Common Sense and Common Law for the Environment by Bruce Yandle By Peter J. Hill via Land & Livestock International’s Institute for the Application of the Austrian Theory of Economics to Natural Resource and Environmental Management
Surely one of the more problematic issues for people with a principled commitment to free markets is the environment. Such people generally have a deep respect for individual rights, and environmental problems do seem to represent rights violations. But, in the modern political framework, saying that tends to put one in league with the denizens of the left: central planners, people who hate modern technology, anti-capitalists, and other socialist fellow travelers. Is there a way of approaching environmental problems that both recognizes the primacy of individual rights and the importance of limited government?
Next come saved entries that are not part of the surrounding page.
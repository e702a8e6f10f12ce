//! Attendance verification workflow.
//!
//! A class representative opens a request against one attendance record; a
//! reviewer decides it exactly once. Every committed transition notifies the
//! affected users through the notification router.

pub mod service;

pub use service::{NewVerificationRequest, ReviewCommand, VerificationService, VerificationTransition};
//! Application-wide error types.

use thiserror::Error;

/// Application-wide result type.
pub type Result<T> = std::result::Result<T, Error>;

/// Application-wide error type.
#[derive(Error, Debug)]
pub enum Error {
    #[error("Database error: {0}")]
    DatabaseSqlx(#[from] sqlx::Error),

    #[error("Migration error: {0}")]
    Migration(#[from] sqlx::migrate::MigrateError),

    #[error("Database error: {0}")]
    Database(String),

    #[error("Serialization error: {0}")]
    Serialization(#[from] serde_json::Error),

    #[error("Invalid state transition: cannot transition from {from} to {to}")]
    InvalidStateTransition { from: String, to: String },

    #[error("Entity not found: {entity_type} with id {id}")]
    NotFound { entity_type: String, id: String },

    #[error("Conflict: {0}")]
    Conflict(String),

    #[error("Forbidden: {0}")]
    Forbidden(String),

    #[error("Delivery via {channel} failed: {message}")]
    Delivery { channel: String, message: String },

    #[error("Timed out after {after_ms}ms: {operation}")]
    Timeout { operation: String, after_ms: u64 },

    #[error("Validation error: {0}")]
    Validation(String),

    #[error("Configuration error: {0}")]
    Configuration(String),

    #[error("IO error: {0}")]
    Io(#[from] std::io::Error),

    #[error("{0}")]
    Other(String),
}

impl Error {
    pub fn not_found(entity_type: impl Into<String>, id: impl Into<String>) -> Self {
        Self::NotFound {
            entity_type: entity_type.into(),
            id: id.into(),
        }
    }

    pub fn conflict(msg: impl Into<String>) -> Self {
        Self::Conflict(msg.into())
    }

    pub fn forbidden(msg: impl Into<String>) -> Self {
        Self::Forbidden(msg.into())
    }

    pub fn delivery(channel: impl Into<String>, msg: impl Into<String>) -> Self {
        Self::Delivery {
            channel: channel.into(),
            message: msg.into(),
        }
    }

    pub fn validation(msg: impl Into<String>) -> Self {
        Self::Validation(msg.into())
    }

    pub fn config(msg: impl Into<String>) -> Self {
        Self::Configuration(msg.into())
    }

    /// True when a unique constraint rejected the write.
    pub fn is_unique_violation(&self) -> bool {
        match self {
            Self::DatabaseSqlx(sqlx::Error::Database(db_err)) => db_err.is_unique_violation(),
            _ => false,
        }
    }
}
Bruce Yandle, professor of economics at Clemson University , provides the best answer that I know of in his most recent book, Common Sense and Common Law for the Environment.
In this provocative new book, Bruce Yandle explores the relationship between common law and environmental protection, and he discusses how people can limit environmental impact while living in a world of common access. Yandle examines today’s most pressing environmental and natural resource management problems, including water quality, the ozone layer, acid rain, and access to groundwater contained in aquifers. He argues that common sense should dictate the simplest, least costly ways to address the problem of access to limited natural resources. Yandle challenges readers to invent methods for creating wealth by building appropriate institutions and enforcing intelligent laws. This book is essential reading for students and scholars of environmental economics, politics, and law.